My important place【D.Gray-man】
第23章 2/14Valentine
「──で、」
じんわりと染み入る自分の気持ちに浸っていると、不意に手首を掴む手に更に力が入った。
「俺が捜し回ってる間、お前はなんでこんなもん悠長に買ってんだ」
僅かに痛いくらいに力を込めて、持ち上げた手首の先には…あ。ずっと握っていた、あの歪なチョコが入った袋が。
すっかり忘れてた。
「痛い痛いっ違うから、それ誤解っ」
「何が誤解っつーんだよ。あんなに昼飯食った癖に、まだ腹減ってんのか。モヤシと同じじゃねぇか」
ギロリと据わった目で睨んでくる神田に思わず腕を退く。
なのに手首を掴んだ手はびくともしなくて、全く解放してくれそうにない。
お互いに座り込んでるから、いつもより顔の距離も近いのに。
というかこの至近距離でその顔は怖いから!
「これは前にリナリー達とベルギーに行った時に買ったのっ」
「ベルギー?」
「任務で。ミランダさんも一緒に」
「…なに任務中に遊んでんだよ、お前ら」
「それは…で、でもちゃんと任務後に行ったから」
しどろもどろに答える私を、じーっと睨んでくる神田の視線が痛い。
「ベルギーってチョコが有名なんだよ。此処のお店のチョコ、美味しいから」
苦笑混じりに言えば、じっとその目がチョコに向く。
あ、あんまり見ないでくれるかな…雨で濡れて歪になっちゃってるから。
そんな不格好なチョコの袋をじっと見ていたかと思うと、神田の顔が不意に険しくなった。
「誰にやるんだ、これ」
意表を突かれた言葉にドキリとする。
なんで誰かにあげるものだってわかったの。
そんな話してないのに──あっ。
「げっ」
慌てて袋を見れば、買う際に店員さんがラッピングしてくれた飾りのリボンがついていた。

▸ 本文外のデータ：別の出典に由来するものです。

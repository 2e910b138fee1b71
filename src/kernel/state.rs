use std::time::{Duration, Instant};

use rustc_hash::FxHashSet;

use super::bootstrap::BootstrapSync;
use super::catalog::Catalog;
use crate::kernel::services::ports::{ScenarioInfo, SupportedVersion};

pub const HOME_TITLE: &str = "🥋 K8s-Dojo";

#[derive(Debug, Clone, Copy, PartialEq, Eq, Default)]
pub enum FocusArea {
    #[default]
    Sidebar,
    Content,
    Terminal,
}

impl FocusArea {
    /// Sidebar → Content → Terminal → Sidebar.
    pub fn next(self) -> Self {
        match self {
            FocusArea::Sidebar => FocusArea::Content,
            FocusArea::Content => FocusArea::Terminal,
            FocusArea::Terminal => FocusArea::Sidebar,
        }
    }
}

#[derive(Debug, Clone, Copy, PartialEq, Eq, Default)]
pub enum ConfirmChoice {
    Yes,
    #[default]
    No,
}

impl ConfirmChoice {
    pub fn toggle(self) -> Self {
        match self {
            ConfirmChoice::Yes => ConfirmChoice::No,
            ConfirmChoice::No => ConfirmChoice::Yes,
        }
    }
}

#[derive(Debug, Clone, Copy, PartialEq, Eq, Default)]
pub enum SuccessButton {
    #[default]
    Continue,
    Retry,
}

impl SuccessButton {
    pub fn toggle(self) -> Self {
        match self {
            SuccessButton::Continue => SuccessButton::Retry,
            SuccessButton::Retry => SuccessButton::Continue,
        }
    }
}

#[derive(Debug, Clone, PartialEq, Eq)]
pub struct StatusLine {
    pub text: String,
    pub ok: bool,
}

impl StatusLine {
    pub fn pending(text: impl Into<String>) -> Self {
        Self {
            text: text.into(),
            ok: false,
        }
    }
}

#[derive(Debug, Clone)]
pub struct RunningScenario {
    pub scenario_id: String,
    /// Tags every async result and timer belonging to this run.
    pub run: u64,
    pub started_at: Instant,
    pub status: Option<StatusLine>,
    /// Set once the engine reports the fault is in place; checks are armed only after that.
    pub setup_done: bool,
    /// The one check timer allowed to fire; `0` when none is armed.
    pub check_token: u64,
    pub hints_visible: bool,
    pub hint_index: usize,
}

impl RunningScenario {
    pub fn new(scenario_id: String, run: u64) -> Self {
        Self {
            scenario_id,
            run,
            started_at: Instant::now(),
            status: Some(StatusLine::pending("Setting up scenario environment...")),
            setup_done: false,
            check_token: 0,
            hints_visible: false,
            hint_index: 0,
        }
    }

    pub fn elapsed(&self) -> Duration {
        self.started_at.elapsed()
    }
}

#[derive(Debug, Clone)]
pub struct SuccessState {
    pub scenario_id: String,
    pub message: String,
    pub elapsed: Duration,
    pub button: SuccessButton,
}

#[derive(Debug, Clone)]
pub enum View {
    VersionSelect {
        selected: usize,
    },
    Bootstrap {
        epoch: u64,
        version: String,
        sync: BootstrapSync,
    },
    Dashboard,
    ScenarioRunning(RunningScenario),
    Success(SuccessState),
    ConfirmRestart {
        scenario_id: String,
        selection: ConfirmChoice,
    },
    ConfirmQuit {
        selection: ConfirmChoice,
    },
}

impl View {
    pub fn is_modal(&self) -> bool {
        matches!(self, View::ConfirmRestart { .. } | View::ConfirmQuit { .. })
    }

    pub fn name(&self) -> &'static str {
        match self {
            View::VersionSelect { .. } => "version-select",
            View::Bootstrap { .. } => "bootstrap",
            View::Dashboard => "dashboard",
            View::ScenarioRunning(_) => "scenario-running",
            View::Success(_) => "success",
            View::ConfirmRestart { .. } => "confirm-restart",
            View::ConfirmQuit { .. } => "confirm-quit",
        }
    }
}

pub struct AppState {
    pub view: View,
    /// The view a modal interrupted; taken exactly once when the modal closes.
    pub previous: Option<Box<View>>,
    pub focus: FocusArea,

    pub versions: Vec<SupportedVersion>,
    /// Kubernetes version of the provisioned cluster, shown in the header.
    pub cluster_version: Option<String>,
    pub cluster_name: String,
    pub credential: Option<String>,

    pub scenarios: Vec<ScenarioInfo>,
    pub completed: FxHashSet<String>,
    pub catalog: Catalog,

    pub epoch: u64,
    pub run: u64,
    pub next_check_token: u64,

    /// The user confirmed quitting; teardown is in flight.
    pub quitting: bool,
    /// Teardown finished; the main loop should stop.
    pub should_exit: bool,
}

impl AppState {
    pub fn new(
        versions: Vec<SupportedVersion>,
        scenarios: Vec<ScenarioInfo>,
        cluster_name: impl Into<String>,
    ) -> Self {
        let completed = FxHashSet::default();
        let catalog = Catalog::build(&scenarios, &completed);
        Self {
            view: View::VersionSelect { selected: 0 },
            previous: None,
            focus: FocusArea::Sidebar,
            versions,
            cluster_version: None,
            cluster_name: cluster_name.into(),
            credential: None,
            scenarios,
            completed,
            catalog,
            epoch: 0,
            run: 0,
            next_check_token: 0,
            quitting: false,
            should_exit: false,
        }
    }

    pub fn scenario(&self, id: &str) -> Option<&ScenarioInfo> {
        self.scenarios.iter().find(|s| s.id == id)
    }

    /// The running scenario, whether on screen or behind a modal.
    pub fn running(&self) -> Option<&RunningScenario> {
        match (&self.view, self.previous.as_deref()) {
            (View::ScenarioRunning(running), _) => Some(running),
            (_, Some(View::ScenarioRunning(running))) => Some(running),
            _ => None,
        }
    }

    pub fn running_mut(&mut self, run: u64) -> Option<&mut RunningScenario> {
        let running = match (&mut self.view, self.previous.as_deref_mut()) {
            (View::ScenarioRunning(running), _) => running,
            (_, Some(View::ScenarioRunning(running))) => running,
            _ => return None,
        };
        (running.run == run).then_some(running)
    }

    pub fn terminal_has_focus(&self) -> bool {
        matches!(self.view, View::ScenarioRunning(_)) && self.focus == FocusArea::Terminal
    }

    /// Title shown in the header bar.
    pub fn header_title(&self) -> String {
        self.running()
            .and_then(|running| self.scenario(&running.scenario_id))
            .map_or_else(|| HOME_TITLE.to_string(), |s| format!("🥋 {}", s.name))
    }

    pub fn example_commands(&self, info: &ScenarioInfo) -> Vec<String> {
        vec![
            format!("kubectl config use-context kind-{}", self.cluster_name),
            format!("kubectl get pods -n {}", info.namespace),
        ]
    }
}

#[cfg(test)]
#[path = "../../tests/unit/kernel/state.rs"]
mod tests;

そこには筆記体で"For you"と書かれたシールもついている。
まずい、これじゃプレゼント用だって誰が見てもわかる。
「ち、違う違う。自分用に買ったけど、ほらっ、バレンタインが近かったから。流れでそういうラッピングをされただけで…っ」
「目が泳いでんぞ、お前」
「そんなことないない」
ぶんぶんと強く首を横に振る。
でもどんなに否定しても、神田のジト目は止まらない。
その手はしっかりと私の手首を握って、放してくれなかった。